Excerpts from a dataset:
++++++++++
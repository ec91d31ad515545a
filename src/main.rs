#[macro_use]
extern crate rocket;

mod config;
mod models;
mod routes;
mod services;
mod state;
mod utils;

use dotenvy::dotenv;
use rocket::fairing::{Fairing, Info, Kind};
use rocket::http::Header;
use rocket::serde::json::{Value, json};
use rocket::{Build, Request, Response, Rocket};
use rocket_okapi::openapi_get_routes;
use rocket_okapi::swagger_ui::{SwaggerUIConfig, make_swagger_ui};

use crate::state::{AppState, start_jobs, stop_jobs};

/* ----------------------------- CORS ----------------------------- */

pub struct CORS;

#[rocket::async_trait]
impl Fairing for CORS {
    fn info(&self) -> Info {
        Info {
            name: "CORS",
            kind: Kind::Response,
        }
    }

    async fn on_response<'r>(&self, request: &'r Request<'_>, response: &mut Response<'r>) {
        let origin = request.headers().get_one("Origin").unwrap_or("*");
        response.set_header(Header::new("Access-Control-Allow-Origin", origin.to_string()));

        response.set_header(Header::new(
            "Access-Control-Allow-Methods",
            "GET, POST, DELETE, OPTIONS",
        ));

        response.set_header(Header::new("Access-Control-Allow-Headers", "Content-Type"));
    }
}

/* ----------------------------- OPTIONS ----------------------------- */

#[options("/<_..>")]
fn options_handler() {}

/* ----------------------------- INDEX ----------------------------- */

#[get("/")]
fn index() -> Value {
    json!({
        "message": "Recurring Donations API",
        "version": env!("CARGO_PKG_VERSION"),
        "endpoints": {
            "subscriptions": "/api/v1/subscriptions",
            "transactions": "/api/v1/transactions",
            "payments": "/api/v1/payments/process",
            "health": "/api/v1/health",
            "docs": "/api/docs"
        }
    })
}

/* ----------------------------- ERRORS ----------------------------- */

#[catch(400)]
fn bad_request() -> Value {
    json!({
        "success": false,
        "message": "Malformed request body"
    })
}

#[catch(404)]
fn not_found() -> Value {
    json!({
        "success": false,
        "message": "Resource not found (check /api/v1 prefix)"
    })
}

#[catch(422)]
fn unprocessable() -> Value {
    json!({
        "success": false,
        "message": "Request body has missing or invalid fields"
    })
}

#[catch(500)]
fn internal_error() -> Value {
    json!({
        "success": false,
        "message": "Internal server error"
    })
}

/* ----------------------------- SWAGGER ----------------------------- */

fn swagger_config() -> SwaggerUIConfig {
    SwaggerUIConfig {
        url: "/api/v1/openapi.json".to_string(),
        ..Default::default()
    }
}

/* ----------------------------- BUILD ----------------------------- */

pub fn build(state: AppState) -> Rocket<Build> {
    rocket::build()
        .manage(state)
        .attach(CORS)
        .mount("/", routes![index, options_handler])
        .mount(
            "/api/v1",
            openapi_get_routes![
                // Subscriptions
                routes::subscription::create_subscription,
                routes::subscription::list_subscriptions,
                routes::subscription::list_active_subscriptions,
                routes::subscription::get_subscription_statistics,
                routes::subscription::get_subscription,
                routes::subscription::deactivate_subscription,
                // Transactions
                routes::transaction::list_transactions,
                routes::transaction::get_transaction_statistics,
                routes::transaction::list_subscription_transactions,
                routes::transaction::list_donor_transactions,
                routes::transaction::get_donor_history,
                routes::transaction::get_transaction,
                // Payments
                routes::payment::process_payments,
                // Health
                routes::health::health,
                routes::health::system_stats,
            ],
        )
        .mount("/api/docs", make_swagger_ui(&swagger_config()))
        .register(
            "/",
            catchers![bad_request, not_found, unprocessable, internal_error],
        )
}

/* ----------------------------- LAUNCH ----------------------------- */

#[launch]
fn rocket() -> Rocket<Build> {
    dotenv().ok();
    env_logger::init();

    log::info!("🚀 Recurring Donations API starting");
    log::info!("📚 Swagger UI → /api/docs");

    build(AppState::from_config())
        .attach(start_jobs())
        .attach(stop_jobs())
}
++++++++++
What to do: Working through the records, find each line containing the word "AppState" and copy it.

Exercise response:
use crate::state::{AppState, start_jobs, stop_jobs};
pub fn build(state: AppState) -> Rocket<Build> {
    build(AppState::from_config())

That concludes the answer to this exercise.